Summary
Relatively few field installations of a dual-electric submersible-pump
(DESP) completion have been reported. In general, the purpose of the second
pump was either to increase the pumping capacity, or to act as a backup to
improve the reliability of the pumping system. However, DESPs potentially can
address a much wider range of reservoir management challenges. This paper will
analyze the performance of a DESP in a range of reservoir scenarios. It will
show how DESP performance can be modeled by use of commercially available,
coupled, well-performance and reservoir-simulation tools.
Four DESP applications were analyzed. Where possible, the robustness of the
numerical-modeling results will be compared with analytical predictions. DESPs
gave improved oil production and recovery in reservoirs with strong aquifer
support and became progressively more attractive in a layered-reservoir
scenario as the pressure difference between the production zones increased.
However, while DESPs had no significant advantages in a long, horizontal well
placed in a homogeneous reservoir, they can increase recovery in a tilted,
layered reservoir. A slim, deepwater well completed with a lower-capacity
downhole pump and a larger (multiwell) seabed booster pump was shown to be a
potentially attractive solution for some reservoir developments.

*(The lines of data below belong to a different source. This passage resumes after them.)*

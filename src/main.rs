//! # Vacancy Harvester CLI (`vh`)
//!
//! ## Commands
//!
//! | Command | Description |
//! |---------|-------------|
//! | `vh init` | Create the SQLite database and run schema migrations |
//! | `vh scrape` | Run one authenticated scrape and print the summary |
//! | `vh stats` | Print database statistics |
//! | `vh export` | Export stored vacancies as CSV |
//! | `vh get <id>` | Print one stored vacancy with its child rows |
//! | `vh serve` | Start the HTTP front door |
//!
//! Credentials are read from `HARVESTER_EMAIL` / `HARVESTER_PASSWORD`;
//! everything else comes from the TOML config file.

mod auth;
mod config;
mod db;
mod error;
mod export;
mod graphql;
mod migrate;
mod models;
mod notify;
mod pages;
mod reconcile;
mod scrape;
mod server;
mod stats;
mod store;

use anyhow::Result;
use clap::{Parser, Subcommand};
use std::path::PathBuf;
use std::sync::Arc;
use tracing_subscriber::EnvFilter;

use crate::auth::AuthSession;
use crate::config::{Config, Credentials};
use crate::graphql::GraphQlClient;
use crate::pages::GraphQlSource;

/// Vacancy Harvester — scrape a GraphQL staffing marketplace into SQLite
/// with change detection.
#[derive(Parser)]
#[command(
    name = "vh",
    about = "Vacancy Harvester — authenticated GraphQL vacancy scraper with change detection",
    version
)]
struct Cli {
    /// Path to configuration file (TOML).
    #[arg(long, global = true, default_value = "./config/harvester.toml")]
    config: PathBuf,

    #[command(subcommand)]
    command: Commands,
}

#[derive(Subcommand)]
enum Commands {
    /// Initialize the database schema. Idempotent.
    Init,

    /// Run one scrape: fetch all pages, reconcile, record the run.
    Scrape,

    /// Print database statistics.
    Stats,

    /// Export stored vacancies as CSV.
    Export {
        /// Write to this file instead of stdout.
        #[arg(long)]
        output: Option<PathBuf>,
    },

    /// Print one stored vacancy with its schedule, requirement, and
    /// pricing rows.
    Get {
        /// Vacancy id.
        id: String,
    },

    /// Start the HTTP front door.
    Serve,
}

/// Construct the GraphQL-backed source: session, client, paginator. The
/// session is built once here and owned by the caller — there is no
/// process-global client.
fn build_source(cfg: &Config) -> Result<Arc<GraphQlSource>> {
    let credentials = Credentials::from_env()?;
    let session = Arc::new(AuthSession::new(cfg.source.clone(), credentials)?);
    let client = GraphQlClient::new(cfg.source.clone(), session)?;
    Ok(Arc::new(GraphQlSource::new(client, cfg.scrape.page_size)))
}

#[tokio::main]
async fn main() -> Result<()> {
    tracing_subscriber::fmt()
        .with_env_filter(
            EnvFilter::try_from_default_env().unwrap_or_else(|_| EnvFilter::new("info")),
        )
        .init();

    let cli = Cli::parse();
    let cfg = config::load_config(&cli.config)?;

    match cli.command {
        Commands::Init => {
            let pool = db::connect(&cfg.db.path).await?;
            migrate::run_migrations(&pool).await?;
            println!("Database initialized successfully.");
            pool.close().await;
        }
        Commands::Scrape => {
            let pool = db::connect(&cfg.db.path).await?;
            migrate::run_migrations(&pool).await?;
            let source = build_source(&cfg)?;
            let sqlite = store::SqliteStore::new(pool.clone());

            let report =
                scrape::run_scrape(source.as_ref(), &sqlite, cfg.scrape.max_pages).await?;

            if let Some(webhook_url) = &cfg.notify.webhook_url {
                notify::send_run_notice(webhook_url, &report).await;
            }

            println!("{}", serde_json::to_string_pretty(&report)?);
            pool.close().await;
        }
        Commands::Stats => {
            let pool = db::connect(&cfg.db.path).await?;
            let report = stats::gather_stats(&pool).await?;
            stats::print_stats(&report);
            pool.close().await;
        }
        Commands::Export { output } => {
            let pool = db::connect(&cfg.db.path).await?;
            export::run_export(&pool, output.as_deref()).await?;
            pool.close().await;
        }
        Commands::Get { id } => {
            let pool = db::connect(&cfg.db.path).await?;
            match store::load_detail(&pool, &id).await? {
                Some(detail) => println!("{}", serde_json::to_string_pretty(&detail)?),
                None => anyhow::bail!("no vacancy with id: {}", id),
            }
            pool.close().await;
        }
        Commands::Serve => {
            let pool = db::connect(&cfg.db.path).await?;
            migrate::run_migrations(&pool).await?;
            let source = build_source(&cfg)?;
            server::run_server(&cfg, pool, source).await?;
        }
    }

    Ok(())
}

This work provides a comparison of the drivers for the choice of a single
electric submersible pump (SESP) and a DESP in the scenarios studied. It
illustrates a modeling methodology and provides DESP-selection guidelines, thus
aiding the increased application of this technology.
Introduction
Artificial-lift methods, including electric submersible pumps (ESPs), are
required when a well ceases to flow naturally or when the production rate is
too low to be economical. ESPs boost the pressure of the produced fluid,
allowing an increase in the well drawdown and providing the additional energy
required for the reservoir fluids to flow. For the purposes of this paper, we
will assume that ESPs are the preferred form of artificial lift. The typical
ESP installation employs a single multistage pump driven by an electric motor
(called a SESP in this paper). Currently, it is technically possible to employ
more than one pump/motor set in the tubing string (i.e. a DESP).
In general, applications of the second pump have been either to increase the
pumping capacity (Moreno et al. 1998) or to act as a backup to improve the
reliability of the pumping system (Sarawyn 2003; Horn et al. 2004). DESPs have
been used for managing reservoir issues such as water coning (Gonzalez et al.

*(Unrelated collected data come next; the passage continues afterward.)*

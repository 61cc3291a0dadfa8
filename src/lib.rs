//! # Vacancy Harvester
//!
//! An authenticated scraper for a GraphQL staffing marketplace: signs in
//! through a header-based session-token protocol, walks the cursor-paged
//! vacancy list, detects new and changed records against a SQLite
//! snapshot, and serves the results over a JSON/CSV HTTP API.
//!
//! ## Architecture
//!
//! ```text
//! ┌──────────────┐   ┌──────────────┐   ┌──────────┐
//! │ AuthSession  │──▶│ GraphQlClient │──▶│  Pages    │
//! │ login/refresh│   │ 401-once retry│   │ cursor walk│
//! └──────────────┘   └──────────────┘   └────┬─────┘
//!                                            ▼
//!                                      ┌──────────┐
//!                                      │ Reconcile │──▶ SQLite snapshot
//!                                      └────┬─────┘
//!                         ┌─────────────────┤
//!                         ▼                 ▼
//!                    ┌──────────┐     ┌──────────┐
//!                    │   CLI    │     │   HTTP   │
//!                    │   (vh)   │     │  server  │
//!                    └──────────┘     └──────────┘
//! ```
//!
//! ## Modules
//!
//! | Module | Purpose |
//! |--------|---------|
//! | [`config`] | TOML configuration + env credentials |
//! | [`auth`] | Session-token login, refresh, expiry tracking |
//! | [`graphql`] | Authenticated GraphQL transport and query text |
//! | [`pages`] | Cursor pagination over the vacancy list |
//! | [`reconcile`] | New/updated/unchanged classification |
//! | [`store`] | Snapshot storage (SQLite + in-memory) |
//! | [`scrape`] | Run orchestration and accounting |
//! | [`server`] | HTTP front door |

pub mod auth;
pub mod config;
pub mod db;
pub mod error;
pub mod export;
pub mod graphql;
pub mod migrate;
pub mod models;
pub mod notify;
pub mod pages;
pub mod reconcile;
pub mod scrape;
pub mod server;
pub mod stats;
pub mod store;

2003) and multiple production zones (Almeida et al. 2002; Magherini et al.
2003). A DESP system deployed in a well experiencing water coning resulted in
an improved oil rate (Gonzalez et al. 2003). However, the water cut remained
high (65 to 70%) in the pump producing from the upper oil zone, while some 4%
oil was recorded from the bottom water zone. The heterogeneous nature of the
reservoir properties was identified as the reason for such behavior (Gonzalez
et al. 2003). A DESP system resulted in an increased production in a well with
multiple production zones with different reservoir properties such as
permeabilities and pressures (Almeida et al. 2002; Magherini et al. 2003). The
lack of reporting of reservoir-performance analysis using numerical modeling in
such applications illustrates the need for understanding of reservoir behavior
while selecting a DESP system.
This paper will explore the potential for DESP application for a range of
reservoir-performance scenarios where the use of an SESP results in a lack of
“pressure balance” along the wellbore. One such well-known example is the
effect of friction and pressure drop along a horizontal well. There are
reported field examples (Erlandsen 2000; Glandt 2005) and numerical reservoir
models (Yu et al. 2000; Ebadi et al. 2005; Sinha et al. 2001) where
“flattening” the pressure profile by use of one or more downhole flow
restrictions installed across the completion interval had shown accelerated
production and increased recovery. At its most basic, an ESP increases the well
drawdown and provides additional energy to lift the well fluid to the surface.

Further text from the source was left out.